Ktoś powie, nie bez racji, że spektakl właściwie jest o tym, że bycie gejem (zwłaszcza stosunkowo jak na owe czasy wyautowanym) i - wykonywanie zawodu króla, nie chodzi ze sobą w parze. Najdobitniej chyba mówi o tym dowodzący bawarskim wojskiem brat Otto, sugerując, że pacyfizm i w ogóle cała kompleksja Ludwiga są kpiną z żołnierzy, których wysyła na wojnę, na śmierć. Ciekawe zatem, czy gdyby Ludwig mniej ostentacyjnie adorował pięknych aktorów, jakoś wypełniał małżeństwie obowiązki, gdyby założył taką maskę maczowskiej męskości, to - przeszedłby do historii jako mąż stanu, a nie „księżycowy król” – jak go nazwano? I może dopiero po dekadach historycy dogrzebaliby się – jak wypadku wielu jego kolegów po fachu – jakichś tam homo-miłostek? Ciekawe. W każdym razie miał Ludwig i odwagę i jednak możliwość bycia sobą w jakimś przynajmniej stopniu, za historia wystawiła mu wysoki rachunek - przeszedł na jej karty jako lekko stuknięty ale dość mocno nawiedzony fircyk. I to jest dość okrutne.

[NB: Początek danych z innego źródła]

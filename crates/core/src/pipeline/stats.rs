use serde::Serialize;

pub fn mean(values: &[f64]) -> Option<f64> {
    if values.is_empty() {
        return None;
    }
    Some(values.iter().sum::<f64>() / values.len() as f64)
}

pub fn median(values: &[f64]) -> Option<f64> {
    if values.is_empty() {
        return None;
    }
    let mut sorted = values.to_vec();
    sorted.sort_by(|a, b| a.total_cmp(b));
    let mid = sorted.len() / 2;
    if sorted.len() % 2 == 0 {
        Some((sorted[mid - 1] + sorted[mid]) / 2.0)
    } else {
        Some(sorted[mid])
    }
}

/// Sample standard deviation (n - 1 denominator). `None` below two values.
pub fn sample_std(values: &[f64]) -> Option<f64> {
    if values.len() < 2 {
        return None;
    }
    let m = mean(values)?;
    let ss: f64 = values.iter().map(|v| (v - m) * (v - m)).sum();
    Some((ss / (values.len() - 1) as f64).sqrt())
}

/// Standard scores against the sample's own mean and sample std. `None` when the
/// values do not vary.
pub fn z_scores(values: &[f64]) -> Option<Vec<f64>> {
    let m = mean(values)?;
    let sd = sample_std(values)?;
    if sd == 0.0 {
        return None;
    }
    Some(values.iter().map(|v| (v - m) / sd).collect())
}

/// Ordinary least squares line `y = slope * x + intercept`.
#[derive(Debug, Clone, Copy, PartialEq, Serialize)]
pub struct LinearFit {
    pub slope: f64,
    pub intercept: f64,
    /// Pearson correlation coefficient.
    pub r_value: f64,
    pub n: usize,
}

impl LinearFit {
    pub fn predict(&self, x: f64) -> f64 {
        self.slope * x + self.intercept
    }
}

/// `None` with fewer than two points or when every x is the same.
pub fn fit_ols(xs: &[f64], ys: &[f64]) -> Option<LinearFit> {
    let n = xs.len().min(ys.len());
    if n < 2 {
        return None;
    }
    let (xs, ys) = (&xs[..n], &ys[..n]);
    let x_mean = mean(xs)?;
    let y_mean = mean(ys)?;

    let mut sxx = 0.0;
    let mut syy = 0.0;
    let mut sxy = 0.0;
    for (x, y) in xs.iter().zip(ys) {
        let dx = x - x_mean;
        let dy = y - y_mean;
        sxx += dx * dx;
        syy += dy * dy;
        sxy += dx * dy;
    }
    if sxx == 0.0 {
        return None;
    }

    let slope = sxy / sxx;
    let r_value = if syy == 0.0 { 0.0 } else { sxy / (sxx * syy).sqrt() };
    Some(LinearFit {
        slope,
        intercept: y_mean - slope * x_mean,
        r_value,
        n,
    })
}

#[cfg(test)]
mod tests {
    use super::*;

    #[test]
    fn median_even_and_odd() {
        assert_eq!(median(&[3.0, 1.0, 2.0]), Some(2.0));
        assert_eq!(median(&[4.0, 1.0, 3.0, 2.0]), Some(2.5));
        assert_eq!(median(&[]), None);
    }

    #[test]
    fn sample_std_uses_n_minus_one() {
        let sd = sample_std(&[2.0, 4.0, 4.0, 4.0, 5.0, 5.0, 7.0, 9.0]).unwrap();
        assert!((sd - (32.0f64 / 7.0).sqrt()).abs() < 1e-12);
        assert_eq!(sample_std(&[3.0]), None);
    }

    #[test]
    fn z_scores_center_and_scale() {
        let z = z_scores(&[1.0, 2.0, 3.0]).unwrap();
        assert_eq!(z, vec![-1.0, 0.0, 1.0]);
        assert!(z_scores(&[4.0, 4.0]).is_none());
    }

    #[test]
    fn ols_recovers_exact_line() {
        let xs = [1.0, 2.0, 3.0, 4.0];
        let ys: Vec<f64> = xs.iter().map(|x| 2.0 * x + 1.0).collect();
        let fit = fit_ols(&xs, &ys).unwrap();
        assert!((fit.slope - 2.0).abs() < 1e-12);
        assert!((fit.intercept - 1.0).abs() < 1e-12);
        assert!((fit.r_value - 1.0).abs() < 1e-12);
        assert!((fit.predict(10.0) - 21.0).abs() < 1e-12);
    }

    #[test]
    fn ols_rejects_degenerate_input() {
        assert!(fit_ols(&[1.0], &[1.0]).is_none());
        assert!(fit_ols(&[2.0, 2.0, 2.0], &[1.0, 5.0, 9.0]).is_none());
    }
}
pub mod account;
pub mod client;
pub mod popularity;
pub mod summary;
pub mod sync;

use anyhow::Result;
use client::{AlbumObject, ArtistObject, Page, TrackObject, UserProfile};

/// Spotify Web API surface used by the top-tracks sync.
#[async_trait::async_trait]
pub trait MusicApi: Send + Sync {
    async fn me(&self) -> Result<UserProfile>;

    async fn top_tracks(&self, limit: u32, offset: u32, time_range: &str) -> Result<Page<TrackObject>>;

    /// Unknown ids are dropped from the result.
    async fn artists(&self, ids: &[String]) -> Result<Vec<ArtistObject>>;

    async fn albums(&self, ids: &[String]) -> Result<Vec<AlbumObject>>;
}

Fakty historyczne o dramatis personae są do znalezienia w programie, a na scenie mamy teatr – dramatyczny, nie dokumentalny. Całość składa się z mikro scenek czy też - etiudek niezbyt mocno bądź wcale ze sobą nie połączonych, jednak mimo (albo za sprawą) pewnej awangardowości dramaturgii łapię się na tym, że coś każe mi do tej historii wracać.

Ludwig jest świetnie zagrany, to właściwie kreacja zespołowa, szczególną uwagę zwrócę jednak na Wojciecha Niemczyka i Daniela Namiotko (starszy i młodszy Ludwig) oraz na Jacka Mąkę w znakomitej roli Richarda Wagnera.